畑もないのだから、食料は補給に頼っているという事。これでは行商が行くような村にもなっていないということで、恐らくだが誰か個人の所有物という事なんだろう。
共和国に貴族制度はないので、領地制度も形式的にあるようなもので、どちらかというと町の権力者という感じ。この世界の共和制は前世とは違って、微妙なんだよね。
正直に言えば微妙というより中途半端。選挙のようなものはなくその町で一番商売が上手く行ってる人が、自然と町の代表になっているだけ。
役人は全て中央から派遣されているけど、結局は地元の権力者の部下のように成る。
物凄く歪な共和制……。 せめてまともな選挙があればもう少しましになるんだろうけどな。

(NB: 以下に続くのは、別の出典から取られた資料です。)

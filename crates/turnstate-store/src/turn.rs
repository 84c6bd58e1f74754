use std::collections::BTreeMap;
use std::sync::Arc;

use serde::de::DeserializeOwned;
use serde::Serialize;
use tokio::sync::OwnedMutexGuard;
use tracing::{debug, trace};

use crate::batch::WriteBatch;
use crate::error::{StoreError, StoreResult};
use crate::key::StateKey;
use crate::traits::StateStore;

/// One logical operation's view of the store.
///
/// A turn buffers every write in memory. Reads consult the buffer first, so
/// a turn always sees its own writes. Nothing reaches the backend until
/// [`commit`](Self::commit) hands the buffered writes over as a single
/// [`WriteBatch`]; dropping the turn instead discards them, which is what
/// happens when an operation fails part-way or its future is cancelled.
///
/// Turns opened through a [`StateEntity`](crate::entity::StateEntity) also
/// hold the entity's turn lock until they are committed or dropped.
pub struct StateTurn {
    store: Arc<dyn StateStore>,
    /// `Some(bytes)` is a pending put, `None` a pending delete.
    pending: BTreeMap<StateKey, Option<Vec<u8>>>,
    _guard: Option<OwnedMutexGuard<()>>,
}

impl StateTurn {
    /// Open a turn directly on a backend, without entity serialization.
    pub fn new(store: Arc<dyn StateStore>) -> Self {
        Self {
            store,
            pending: BTreeMap::new(),
            _guard: None,
        }
    }

    pub(crate) fn with_guard(store: Arc<dyn StateStore>, guard: OwnedMutexGuard<()>) -> Self {
        Self {
            store,
            pending: BTreeMap::new(),
            _guard: Some(guard),
        }
    }

    /// `true` iff a value is currently stored under `key`.
    pub async fn exists(&self, key: &StateKey) -> StoreResult<bool> {
        match self.pending.get(key) {
            Some(pending) => Ok(pending.is_some()),
            None => self.store.contains(key).await,
        }
    }

    /// Read and decode the value under `key`, or `None` if absent.
    pub async fn try_read<T: DeserializeOwned>(&self, key: &StateKey) -> StoreResult<Option<T>> {
        match self.read_raw(key).await? {
            Some(bytes) => Ok(Some(decode(&bytes)?)),
            None => Ok(None),
        }
    }

    /// Return the existing value under `key`, or persist and return `default`.
    pub async fn read_or_initialize<T>(&mut self, key: &StateKey, default: T) -> StoreResult<T>
    where
        T: Serialize + DeserializeOwned,
    {
        if let Some(existing) = self.try_read(key).await? {
            return Ok(existing);
        }
        self.set(key, &default)?;
        Ok(default)
    }

    /// Write `value`, or `merge(old, value)` if a value is already stored.
    pub async fn upsert<T, F>(&mut self, key: &StateKey, value: T, merge: F) -> StoreResult<()>
    where
        T: Serialize + DeserializeOwned,
        F: FnOnce(T, T) -> T,
    {
        let merged = match self.try_read::<T>(key).await? {
            Some(old) => merge(old, value),
            None => value,
        };
        self.set(key, &merged)
    }

    /// Unconditionally write `value` under `key`.
    pub fn set<T: Serialize + ?Sized>(&mut self, key: &StateKey, value: &T) -> StoreResult<()> {
        let bytes = encode(value)?;
        trace!(key = %key, len = bytes.len(), "turn write");
        self.pending.insert(key.clone(), Some(bytes));
        Ok(())
    }

    /// Remove the value under `key`; fails if nothing is stored there.
    pub async fn remove(&mut self, key: &StateKey) -> StoreResult<()> {
        if !self.exists(key).await? {
            return Err(StoreError::KeyNotFound(key.clone()));
        }
        trace!(key = %key, "turn remove");
        self.pending.insert(key.clone(), None);
        Ok(())
    }

    /// Remove the value under `key` if there is one.
    ///
    /// Returns `true` if a value was removed.
    pub async fn try_remove(&mut self, key: &StateKey) -> StoreResult<bool> {
        if !self.exists(key).await? {
            return Ok(false);
        }
        trace!(key = %key, "turn remove");
        self.pending.insert(key.clone(), None);
        Ok(true)
    }

    /// Number of keys this turn will write on commit.
    pub fn pending_writes(&self) -> usize {
        self.pending.len()
    }

    pub fn is_dirty(&self) -> bool {
        !self.pending.is_empty()
    }

    /// Apply every buffered write atomically. Returns the number of keys
    /// written; a turn that wrote nothing never touches the backend.
    pub async fn commit(self) -> StoreResult<usize> {
        let writes = self.pending.len();
        if writes == 0 {
            return Ok(0);
        }
        let batch = self.to_batch();
        self.store.apply(batch).await?;
        debug!(writes, "turn committed");
        Ok(writes)
    }

    /// Drop every buffered write without applying it.
    pub fn discard(self) {
        if self.is_dirty() {
            debug!(writes = self.pending.len(), "turn discarded");
        }
    }

    fn to_batch(&self) -> WriteBatch {
        let mut batch = WriteBatch::new();
        for (key, value) in &self.pending {
            match value {
                Some(bytes) => batch.put(key.clone(), bytes.clone()),
                None => batch.delete(key.clone()),
            }
        }
        batch
    }

    async fn read_raw(&self, key: &StateKey) -> StoreResult<Option<Vec<u8>>> {
        match self.pending.get(key) {
            Some(pending) => Ok(pending.clone()),
            None => {
                trace!(key = %key, "turn read");
                self.store.get(key).await
            }
        }
    }
}

impl std::fmt::Debug for StateTurn {
    fn fmt(&self, f: &mut std::fmt::Formatter<'_>) -> std::fmt::Result {
        f.debug_struct("StateTurn")
            .field("pending_writes", &self.pending.len())
            .field("serialized", &self._guard.is_some())
            .finish()
    }
}

fn encode<T: Serialize + ?Sized>(value: &T) -> StoreResult<Vec<u8>> {
    Ok(bincode::serialize(value)?)
}

fn decode<T: DeserializeOwned>(bytes: &[u8]) -> StoreResult<T> {
    Ok(bincode::deserialize(bytes)?)
}
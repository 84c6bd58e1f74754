use turnstate_store::StoreError;

/// Errors from collection operations.
///
/// An empty collection or a missing element is not an error; those come
/// back as `None`. Only caller mistakes and store failures end up here.
#[derive(Debug, thiserror::Error)]
pub enum StateError {
    /// Invalid construction arguments or collection declarations.
    #[error("invalid configuration: {0}")]
    InvalidConfig(String),

    /// The declared array length disagrees with the persisted one.
    #[error("array '{name}' declared with length {declared} but state holds length {persisted}")]
    LengthMismatch {
        name: String,
        declared: u64,
        persisted: u64,
    },

    /// Index outside `[0, length)`.
    #[error("index {index} must be in range [0, {length})")]
    IndexOutOfBounds { index: u64, length: u64 },

    /// A linked collection's chain does not match its manifest.
    #[error("broken chain in '{name}': {reason}")]
    BrokenChain { name: String, reason: String },

    /// Failure from the underlying store, passed through unchanged.
    #[error(transparent)]
    Store(#[from] StoreError),
}

impl StateError {
    pub(crate) fn config(message: impl Into<String>) -> Self {
        Self::InvalidConfig(message.into())
    }

    pub(crate) fn broken(name: &str, reason: impl Into<String>) -> Self {
        Self::BrokenChain {
            name: name.to_string(),
            reason: reason.into(),
        }
    }
}

/// Convenience alias for collection operations.
pub type Result<T> = std::result::Result<T, StateError>;
use std::sync::Arc;

use turnstate_store::StateEntity;

use crate::element::Element;
use crate::enumerator::LinkedEnumerator;
use crate::error::Result;
use crate::linked::LinkedCollection;

/// Persistent FIFO queue: enqueue at the tail, dequeue from the head.
pub struct QueueState<T> {
    inner: LinkedCollection<T>,
}

impl<T: Element> QueueState<T> {
    pub fn new(entity: Arc<StateEntity>, name: impl Into<String>) -> Result<Self> {
        Ok(Self {
            inner: LinkedCollection::new(entity, name)?,
        })
    }

    pub fn name(&self) -> &str {
        self.inner.name()
    }

    pub async fn enqueue(&self, value: T) -> Result<()> {
        self.enqueue_all([value]).await
    }

    /// Enqueue several values in one turn, preserving their order.
    pub async fn enqueue_all<I>(&self, values: I) -> Result<()>
    where
        I: IntoIterator<Item = T>,
    {
        let mut turn = self.inner.entity().begin_turn().await;
        self.inner.engine().insert_last(&mut turn, values).await?;
        turn.commit().await?;
        Ok(())
    }

    /// Remove and return the oldest value, or `None` if the queue is empty.
    pub async fn try_dequeue(&self) -> Result<Option<T>> {
        let mut turn = self.inner.entity().begin_turn().await;
        let value = self.inner.engine().remove_first(&mut turn).await?;
        turn.commit().await?;
        Ok(value)
    }

    /// The oldest value without removing it.
    pub async fn try_peek(&self) -> Result<Option<T>> {
        let turn = self.inner.entity().begin_turn().await;
        self.inner.engine().peek_first(&turn).await
    }

    pub async fn count(&self) -> Result<u64> {
        self.inner.count().await
    }

    pub async fn has_state(&self) -> Result<bool> {
        self.inner.has_state().await
    }

    pub async fn contains_where<P>(&self, predicate: P) -> Result<bool>
    where
        P: FnMut(&T) -> bool,
    {
        self.inner.contains_where(predicate).await
    }

    pub async fn delete_all(&self) -> Result<()> {
        self.inner.delete_all().await
    }

    /// Oldest to newest.
    pub fn enumerate(&self) -> LinkedEnumerator<'_, T> {
        self.inner.enumerate()
    }
}

impl<T> std::fmt::Debug for QueueState<T> {
    fn fmt(&self, f: &mut std::fmt::Formatter<'_>) -> std::fmt::Result {
        f.debug_tuple("QueueState").field(&self.inner).finish()
    }
}
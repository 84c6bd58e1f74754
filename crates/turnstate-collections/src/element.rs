use serde::de::DeserializeOwned;
use serde::Serialize;

/// Capability every stored element type must have.
///
/// Implemented automatically for any `Serialize + DeserializeOwned` type
/// that can cross threads.
pub trait Element: Serialize + DeserializeOwned + Send + Sync + 'static {}

impl<T> Element for T where T: Serialize + DeserializeOwned + Send + Sync + 'static {}

/// Reject empty collection names.
pub(crate) fn validate_name(name: &str) -> crate::error::Result<()> {
    if name.is_empty() {
        return Err(crate::error::StateError::config("collection name must not be empty"));
    }
    Ok(())
}
use std::sync::Arc;

use anyhow::{bail, Context};
use colored::Colorize;
use serde_json::{json, Value};
use tracing::{debug, info};
use turnstate_collections::{
    ArrayState, ListState, QueueState, StackState, StateConfig, StateFactory,
};
use turnstate_store::{FileStateStore, StateEntity, StateStore, SyncMode, WalConfig};

use crate::cli::*;

/// Entity id every CLI invocation operates as.
const ENTITY_ID: &str = "turnstate-cli";

pub async fn run_command(cli: Cli) -> anyhow::Result<()> {
    let format = cli.format;
    let session = Session::open(&cli)?;
    let report = execute(&session, cli.command).await?;
    match format {
        OutputFormat::Text => println!("{}", report.text),
        OutputFormat::Json => println!("{}", serde_json::to_string_pretty(&report.json)?),
    }
    Ok(())
}

/// Result of one command, rendered as text or JSON.
#[derive(Debug)]
pub struct Report {
    pub text: String,
    pub json: Value,
}

impl Report {
    fn new(text: impl Into<String>, json: Value) -> Self {
        Self {
            text: text.into(),
            json,
        }
    }
}

/// Open store plus the optional declarations collections are checked against.
pub struct Session {
    store: Arc<FileStateStore>,
    entity: Arc<StateEntity>,
    factory: Option<StateFactory>,
}

impl Session {
    pub fn open(cli: &Cli) -> anyhow::Result<Self> {
        let sync_mode = if cli.sync {
            SyncMode::EveryWrite
        } else {
            SyncMode::OsDefault
        };
        let store = Arc::new(
            FileStateStore::open(&cli.data, WalConfig { sync_mode })
                .with_context(|| format!("opening {}", cli.data.display()))?,
        );
        let entity = Arc::new(StateEntity::new(ENTITY_ID, store.clone()));

        let factory = match &cli.config {
            Some(path) => {
                let config = StateConfig::load(path)?;
                debug!(path = %path.display(), collections = config.collections.len(), "loaded config");
                Some(StateFactory::new(entity.clone(), config)?)
            }
            None => None,
        };

        Ok(Self {
            store,
            entity,
            factory,
        })
    }

    fn queue(&self, name: &str) -> anyhow::Result<QueueState<String>> {
        Ok(match &self.factory {
            Some(factory) => factory.queue(name)?,
            None => QueueState::new(self.entity.clone(), name)?,
        })
    }

    fn stack(&self, name: &str) -> anyhow::Result<StackState<String>> {
        Ok(match &self.factory {
            Some(factory) => factory.stack(name)?,
            None => StackState::new(self.entity.clone(), name)?,
        })
    }

    fn list(&self, name: &str) -> anyhow::Result<ListState<String>> {
        Ok(match &self.factory {
            Some(factory) => factory.list(name)?,
            None => ListState::new(self.entity.clone(), name)?,
        })
    }

    fn array(&self, name: &str, length: Option<u64>) -> anyhow::Result<ArrayState<String>> {
        let array = match (&self.factory, length) {
            (Some(factory), _) => factory.array(name)?,
            (None, Some(length)) => ArrayState::new(self.entity.clone(), name, length)?,
            (None, None) => bail!("array '{name}' needs --length or a --config declaration"),
        };
        if let Some(length) = length {
            if length != array.length() {
                bail!(
                    "array '{name}' is declared with length {}, not {length}",
                    array.length()
                );
            }
        }
        Ok(array)
    }
}

pub async fn execute(session: &Session, command: Command) -> anyhow::Result<Report> {
    match command {
        Command::Queue(args) => cmd_queue(session, args.action).await,
        Command::Stack(args) => cmd_stack(session, args.action).await,
        Command::Array(args) => cmd_array(session, args.length, args.action).await,
        Command::List(args) => cmd_list(session, args.action).await,
        Command::Compact => cmd_compact(session).await,
    }
}

async fn cmd_queue(session: &Session, action: QueueAction) -> anyhow::Result<Report> {
    match action {
        QueueAction::Enqueue { name, values } => {
            let queue = session.queue(&name)?;
            let added = values.len();
            queue.enqueue_all(values).await?;
            Ok(added_report(&name, added, queue.count().await?))
        }
        QueueAction::Dequeue { name } => Ok(value_report(session.queue(&name)?.try_dequeue().await?)),
        QueueAction::Peek { name } => Ok(value_report(session.queue(&name)?.try_peek().await?)),
        QueueAction::Count { name } => Ok(count_report(session.queue(&name)?.count().await?)),
        QueueAction::Clear { name } => {
            session.queue(&name)?.delete_all().await?;
            Ok(cleared_report(&name))
        }
    }
}

async fn cmd_stack(session: &Session, action: StackAction) -> anyhow::Result<Report> {
    match action {
        StackAction::Push { name, values } => {
            let stack = session.stack(&name)?;
            let added = values.len();
            stack.push_all(values).await?;
            Ok(added_report(&name, added, stack.count().await?))
        }
        StackAction::Pop { name } => Ok(value_report(session.stack(&name)?.try_pop().await?)),
        StackAction::Peek { name } => Ok(value_report(session.stack(&name)?.try_peek().await?)),
        StackAction::Count { name } => Ok(count_report(session.stack(&name)?.count().await?)),
        StackAction::Clear { name } => {
            session.stack(&name)?.delete_all().await?;
            Ok(cleared_report(&name))
        }
    }
}

async fn cmd_array(
    session: &Session,
    length: Option<u64>,
    action: ArrayAction,
) -> anyhow::Result<Report> {
    match action {
        ArrayAction::Get { name, index } => {
            let value = session.array(&name, length)?.get_at(index).await?;
            Ok(value_report(Some(value)))
        }
        ArrayAction::Set { name, index, value } => {
            session.array(&name, length)?.set_at(index, value.clone()).await?;
            Ok(Report::new(
                format!("{} {}[{}] = {}", "✓".green().bold(), name.bold(), index, value),
                json!({ "name": name, "index": index, "value": value }),
            ))
        }
        ArrayAction::Count { name } => {
            Ok(count_report(session.array(&name, length)?.count().await?))
        }
        ArrayAction::Clear { name } => {
            match length {
                Some(_) => session.array(&name, length)?.delete_all().await?,
                None => {
                    ArrayState::<String>::delete_persisted(&session.entity, &name).await?;
                }
            }
            Ok(cleared_report(&name))
        }
        ArrayAction::Dump { name } => {
            let values = session.array(&name, length)?.enumerate().collect_all().await?;
            Ok(dump_report(values))
        }
    }
}

async fn cmd_list(session: &Session, action: ListAction) -> anyhow::Result<Report> {
    match action {
        ListAction::Add {
            name,
            values,
            first,
        } => {
            let list = session.list(&name)?;
            let added = values.len();
            if first {
                list.add_first_all(values).await?;
            } else {
                list.add_all(values).await?;
            }
            Ok(added_report(&name, added, list.count().await?))
        }
        ListAction::Get { name, index } => {
            Ok(value_report(Some(session.list(&name)?.get_at(index).await?)))
        }
        ListAction::Set { name, index, value } => {
            let old = session.list(&name)?.set_at(index, value.clone()).await?;
            Ok(Report::new(
                format!("{} {}[{}] = {} (was {})", "✓".green().bold(), name.bold(), index, value, old.dimmed()),
                json!({ "name": name, "index": index, "value": value, "previous": old }),
            ))
        }
        ListAction::Insert { name, index, value } => {
            let list = session.list(&name)?;
            list.insert_at(index, value).await?;
            Ok(added_report(&name, 1, list.count().await?))
        }
        ListAction::Remove { name, index } => {
            Ok(value_report(Some(session.list(&name)?.remove_at(index).await?)))
        }
        ListAction::Count { name } => Ok(count_report(session.list(&name)?.count().await?)),
        ListAction::Clear { name } => {
            session.list(&name)?.delete_all().await?;
            Ok(cleared_report(&name))
        }
        ListAction::Dump { name } => {
            let values = session.list(&name)?.enumerate().collect_all().await?;
            Ok(dump_report(values))
        }
    }
}

async fn cmd_compact(session: &Session) -> anyhow::Result<Report> {
    let before = session.store.log_size()?;
    session.store.compact()?;
    let after = session.store.log_size()?;
    let keys = session.store.len().await?;
    info!(before, after, keys, "compacted turn log");
    Ok(Report::new(
        format!(
            "{} Compacted {}: {} -> {} bytes, {} keys",
            "✓".green().bold(),
            session.store.path().display(),
            before,
            after,
            keys
        ),
        json!({ "before": before, "after": after, "keys": keys }),
    ))
}

fn value_report(value: Option<String>) -> Report {
    match value {
        Some(value) => Report::new(value.clone(), json!({ "value": value })),
        None => Report::new("(empty)".dimmed().to_string(), json!({ "value": null })),
    }
}

fn count_report(count: u64) -> Report {
    Report::new(count.to_string(), json!({ "count": count }))
}

fn added_report(name: &str, added: usize, count: u64) -> Report {
    Report::new(
        format!("{} Added {} to {} ({} total)", "✓".green().bold(), added, name.bold(), count),
        json!({ "name": name, "added": added, "count": count }),
    )
}

fn cleared_report(name: &str) -> Report {
    Report::new(
        format!("{} Cleared {}", "✓".green().bold(), name.bold()),
        json!({ "name": name, "cleared": true }),
    )
}

fn dump_report(values: Vec<String>) -> Report {
    let text = values
        .iter()
        .enumerate()
        .map(|(i, v)| format!("{:>4}  {}", i.to_string().dimmed(), v))
        .collect::<Vec<_>>()
        .join("\n");
    Report::new(text, json!({ "values": values }))
}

それから山脈を調査しながら南に向かって飛行してたら、予測通り何か所か渓谷や標高の低い山も見つけたので、将来的に何かの役に立ちそう。
それに、エスペランス王国にはない標高の山だからか、初めて見る魔物も結構いた。それだけではなく面白い発見も出来た。標高が高いという事は前世では気圧が低いという事なんだが、この世界では魔素が濃いという事が分かり、飛行系の魔物のレベルが2~3という魔境の入り口位のレベルだった。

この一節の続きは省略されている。